Input Block Start

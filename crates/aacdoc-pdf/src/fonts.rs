//! Font resources for PDF output
//!
//! A [`FontResource`] can only be built from a readable OpenType/TrueType
//! font or collection that draws Traditional Chinese, so a renderer holding
//! one never has to check again. Documents are checked against the font's
//! character map before typesetting; output with missing glyphs is never
//! produced. The family name must match the family stored in the font file;
//! the compiler rejects output where Typst could not find it.

use std::collections::BTreeSet;
use std::fmt;
use std::path::{Path, PathBuf};

use aacdoc_ast::{Block, Document};
use ttf_parser::Face;

use crate::error::{PdfError, Result};

/// sfnt signatures: TrueType, CFF OpenType, legacy Apple TrueType, collection
const SIGNATURES: [&[u8; 4]; 4] = [b"\x00\x01\x00\x00", b"OTTO", b"true", b"ttcf"];

/// Smallest possible sfnt header (version + table count + search fields)
const MIN_HEADER_LEN: usize = 12;

/// Characters every usable font must draw: the fixed document labels
pub const SCRIPT_SAMPLE: &str = "教案名稱學習單評估表評分標準個案資料";

/// Missing characters listed in an error message
const REPORTED_MISSING: usize = 10;

/// A validated font file plus the family name it provides
#[derive(Clone)]
pub struct FontResource {
    family: String,
    bytes: Vec<u8>,
    source: Option<PathBuf>,
}

impl FontResource {
    /// Read and validate a font file
    pub fn load(path: impl AsRef<Path>, family: impl Into<String>) -> Result<Self> {
        let path = path.as_ref();
        if !path.is_file() {
            return Err(PdfError::Font(format!(
                "font file not found: {}",
                path.display()
            )));
        }
        let bytes = std::fs::read(path).map_err(|e| {
            PdfError::Font(format!("failed to read font {}: {}", path.display(), e))
        })?;
        let mut font = Self::from_bytes(family, bytes)?;
        font.source = Some(path.to_path_buf());
        Ok(font)
    }

    /// Validate font bytes already in memory
    pub fn from_bytes(family: impl Into<String>, bytes: Vec<u8>) -> Result<Self> {
        let family = family.into();
        if family.trim().is_empty() {
            return Err(PdfError::Font("font family name is empty".to_string()));
        }
        validate_font_bytes(&bytes)?;
        let font = Self {
            family,
            bytes,
            source: None,
        };

        let missing = font.missing_chars(SCRIPT_SAMPLE.chars());
        if !missing.is_empty() {
            return Err(PdfError::Font(format!(
                "font \"{}\" cannot render Traditional Chinese (no glyph for {})",
                font.family,
                describe(&missing)
            )));
        }
        Ok(font)
    }

    /// Family name used in text rules
    pub fn family(&self) -> &str {
        &self.family
    }

    /// Raw font bytes
    pub fn bytes(&self) -> &[u8] {
        &self.bytes
    }

    /// File the font was loaded from, if any
    pub fn source(&self) -> Option<&Path> {
        self.source.as_deref()
    }

    /// Characters no face of the font has a glyph for, sorted and without
    /// duplicates. Whitespace and control characters are not checked.
    pub fn missing_chars<I>(&self, chars: I) -> Vec<char>
    where
        I: IntoIterator<Item = char>,
    {
        let faces = faces(&self.bytes);
        chars
            .into_iter()
            .filter(|c| is_drawn(*c) && !has_glyph(&faces, *c))
            .collect::<BTreeSet<_>>()
            .into_iter()
            .collect()
    }

    /// Fail with [`PdfError::Font`] unless every character of `doc` can be drawn
    pub fn check_coverage(&self, doc: &Document) -> Result<()> {
        let missing = self.missing_chars(document_chars(doc));
        if missing.is_empty() {
            return Ok(());
        }
        Err(PdfError::Font(format!(
            "font \"{}\" has no glyph for {} character(s) in the document: {}",
            self.family,
            missing.len(),
            describe(&missing)
        )))
    }
}

impl fmt::Debug for FontResource {
    fn fmt(&self, f: &mut fmt::Formatter<'_>) -> fmt::Result {
        f.debug_struct("FontResource")
            .field("family", &self.family)
            .field("len", &self.bytes.len())
            .field("source", &self.source)
            .finish()
    }
}

/// Check that bytes are a font whose tables can be read
pub fn validate_font_bytes(bytes: &[u8]) -> Result<()> {
    if bytes.is_empty() {
        return Err(PdfError::Font("font file is empty".to_string()));
    }
    if bytes.len() < MIN_HEADER_LEN {
        return Err(PdfError::Font(format!(
            "font file is truncated ({} bytes)",
            bytes.len()
        )));
    }
    if !SIGNATURES.iter().any(|sig| bytes.starts_with(&sig[..])) {
        return Err(PdfError::Font(
            "not an OpenType or TrueType font".to_string(),
        ));
    }
    Face::parse(bytes, 0)
        .map_err(|e| PdfError::Font(format!("font tables cannot be read: {}", e)))?;
    Ok(())
}

/// Every face of a font file; collections hold several
fn faces(bytes: &[u8]) -> Vec<Face<'_>> {
    let count = ttf_parser::fonts_in_collection(bytes).unwrap_or(1);
    (0..count)
        .filter_map(|index| Face::parse(bytes, index).ok())
        .collect()
}

fn has_glyph(faces: &[Face<'_>], c: char) -> bool {
    faces
        .iter()
        .any(|face| face.glyph_index(c).is_some_and(|id| id.0 != 0))
}

fn is_drawn(c: char) -> bool {
    !c.is_whitespace() && !c.is_control()
}

/// All characters a document puts on the page
fn document_chars(doc: &Document) -> BTreeSet<char> {
    let mut chars = BTreeSet::new();
    for block in &doc.blocks {
        match block {
            Block::Title(text) => add_chars(&mut chars, text),
            Block::Heading(heading) => add_chars(&mut chars, &heading.text),
            Block::Paragraph(para) => add_chars(&mut chars, &para.text),
            Block::KeyValueRow(row) => {
                add_chars(&mut chars, &row.label);
                for line in &row.lines {
                    add_chars(&mut chars, line);
                }
            }
            Block::GridTable(table) => {
                for cell in table.header.iter().chain(table.rows.iter().flatten()) {
                    add_chars(&mut chars, cell);
                }
            }
            Block::NumberedList(list) => {
                for item in list.labeled() {
                    add_chars(&mut chars, &item);
                }
            }
            Block::PageBreak => {}
        }
    }
    chars
}

fn add_chars(chars: &mut BTreeSet<char>, text: &str) {
    chars.extend(text.chars().filter(|c| is_drawn(*c)));
}

fn describe(missing: &[char]) -> String {
    let mut listed: Vec<String> = missing
        .iter()
        .take(REPORTED_MISSING)
        .map(|c| format!("'{}' (U+{:04X})", c, *c as u32))
        .collect();
    if missing.len() > REPORTED_MISSING {
        listed.push(format!("and {} more", missing.len() - REPORTED_MISSING));
    }
    listed.join(", ")
}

Input Block End

▶ _Exercise requirements_
This calls for an exact transcription of every entry above.

▶ _Written reply_
filename crates/aacdoc-pdf/src/fonts.rs
//! Font resources for PDF output
//!
//! A [`FontResource`] can only be built from a readable OpenType/TrueType
//! font or collection that draws Traditional Chinese, so a renderer holding
//! one never has to check again. Documents are checked against the font's
//! character map before typesetting; output with missing glyphs is never
//! produced. The family name must match the family stored in the font file;
//! the compiler rejects output where Typst could not find it.

use std::collections::BTreeSet;
use std::fmt;
use std::path::{Path, PathBuf};

use aacdoc_ast::{Block, Document};
use ttf_parser::Face;

use crate::error::{PdfError, Result};

/// sfnt signatures: TrueType, CFF OpenType, legacy Apple TrueType, collection
const SIGNATURES: [&[u8; 4]; 4] = [b"\x00\x01\x00\x00", b"OTTO", b"true", b"ttcf"];

/// Smallest possible sfnt header (version + table count + search fields)
const MIN_HEADER_LEN: usize = 12;

/// Characters every usable font must draw: the fixed document labels
pub const SCRIPT_SAMPLE: &str = "教案名稱學習單評估表評分標準個案資料";

/// Missing characters listed in an error message
const REPORTED_MISSING: usize = 10;

/// A validated font file plus the family name it provides
#[derive(Clone)]
pub struct FontResource {
    family: String,
    bytes: Vec<u8>,
    source: Option<PathBuf>,
}

impl FontResource {
    /// Read and validate a font file
    pub fn load(path: impl AsRef<Path>, family: impl Into<String>) -> Result<Self> {
        let path = path.as_ref();
        if !path.is_file() {
            return Err(PdfError::Font(format!(
                "font file not found: {}",
                path.display()
            )));
        }
        let bytes = std::fs::read(path).map_err(|e| {
            PdfError::Font(format!("failed to read font {}: {}", path.display(), e))
        })?;
        let mut font = Self::from_bytes(family, bytes)?;
        font.source = Some(path.to_path_buf());
        Ok(font)
    }

    /// Validate font bytes already in memory
    pub fn from_bytes(family: impl Into<String>, bytes: Vec<u8>) -> Result<Self> {
        let family = family.into();
        if family.trim().is_empty() {
            return Err(PdfError::Font("font family name is empty".to_string()));
        }
        validate_font_bytes(&bytes)?;
        let font = Self {
            family,
            bytes,
            source: None,
        };

        let missing = font.missing_chars(SCRIPT_SAMPLE.chars());
        if !missing.is_empty() {
            return Err(PdfError::Font(format!(
                "font \"{}\" cannot render Traditional Chinese (no glyph for {})",
                font.family,
                describe(&missing)
            )));
        }
        Ok(font)
    }

    /// Family name used in text rules
    pub fn family(&self) -> &str {
        &self.family
    }

    /// Raw font bytes
    pub fn bytes(&self) -> &[u8] {
        &self.bytes
    }

    /// File the font was loaded from, if any
    pub fn source(&self) -> Option<&Path> {
        self.source.as_deref()
    }

    /// Characters no face of the font has a glyph for, sorted and without
    /// duplicates. Whitespace and control characters are not checked.
    pub fn missing_chars<I>(&self, chars: I) -> Vec<char>
    where
        I: IntoIterator<Item = char>,
    {
        let faces = faces(&self.bytes);
        chars
            .into_iter()
            .filter(|c| is_drawn(*c) && !has_glyph(&faces, *c))
            .collect::<BTreeSet<_>>()
            .into_iter()
            .collect()
    }

    /// Fail with [`PdfError::Font`] unless every character of `doc` can be drawn
    pub fn check_coverage(&self, doc: &Document) -> Result<()> {
        let missing = self.missing_chars(document_chars(doc));
        if missing.is_empty() {
            return Ok(());
        }
        Err(PdfError::Font(format!(
            "font \"{}\" has no glyph for {} character(s) in the document: {}",
            self.family,
            missing.len(),
            describe(&missing)
        )))
    }
}

impl fmt::Debug for FontResource {
    fn fmt(&self, f: &mut fmt::Formatter<'_>) -> fmt::Result {
        f.debug_struct("FontResource")
            .field("family", &self.family)
            .field("len", &self.bytes.len())
            .field("source", &self.source)
            .finish()
    }
}

/// Check that bytes are a font whose tables can be read
pub fn validate_font_bytes(bytes: &[u8]) -> Result<()> {
    if bytes.is_empty() {
        return Err(PdfError::Font("font file is empty".to_string()));
    }
    if bytes.len() < MIN_HEADER_LEN {
        return Err(PdfError::Font(format!(
            "font file is truncated ({} bytes)",
            bytes.len()
        )));
    }
    if !SIGNATURES.iter().any(|sig| bytes.starts_with(&sig[..])) {
        return Err(PdfError::Font(
            "not an OpenType or TrueType font".to_string(),
        ));
    }
    Face::parse(bytes, 0)
        .map_err(|e| PdfError::Font(format!("font tables cannot be read: {}", e)))?;
    Ok(())
}

/// Every face of a font file; collections hold several
fn faces(bytes: &[u8]) -> Vec<Face<'_>> {
    let count = ttf_parser::fonts_in_collection(bytes).unwrap_or(1);
    (0..count)
        .filter_map(|index| Face::parse(bytes, index).ok())
        .collect()
}

fn has_glyph(faces: &[Face<'_>], c: char) -> bool {
    faces
        .iter()
        .any(|face| face.glyph_index(c).is_some_and(|id| id.0 != 0))
}

fn is_drawn(c: char) -> bool {
    !c.is_whitespace() && !c.is_control()
}

/// All characters a document puts on the page
fn document_chars(doc: &Document) -> BTreeSet<char> {
    let mut chars = BTreeSet::new();
    for block in &doc.blocks {
        match block {
            Block::Title(text) => add_chars(&mut chars, text),
            Block::Heading(heading) => add_chars(&mut chars, &heading.text),
            Block::Paragraph(para) => add_chars(&mut chars, &para.text),
            Block::KeyValueRow(row) => {
                add_chars(&mut chars, &row.label);
                for line in &row.lines {
                    add_chars(&mut chars, line);
                }
            }
            Block::GridTable(table) => {
                for cell in table.header.iter().chain(table.rows.iter().flatten()) {
                    add_chars(&mut chars, cell);
                }
            }
            Block::NumberedList(list) => {
                for item in list.labeled() {
                    add_chars(&mut chars, &item);
                }
            }
            Block::PageBreak => {}
        }
    }
    chars
}

fn add_chars(chars: &mut BTreeSet<char>, text: &str) {
    chars.extend(text.chars().filter(|c| is_drawn(*c)));
}

fn describe(missing: &[char]) -> String {
    let mut listed: Vec<String> = missing
        .iter()
        .take(REPORTED_MISSING)
        .map(|c| format!("'{}' (U+{:04X})", c, *c as u32))
        .collect();
    if missing.len() > REPORTED_MISSING {
        listed.push(format!("and {} more", missing.len() - REPORTED_MISSING));
    }
    listed.join(", ")
}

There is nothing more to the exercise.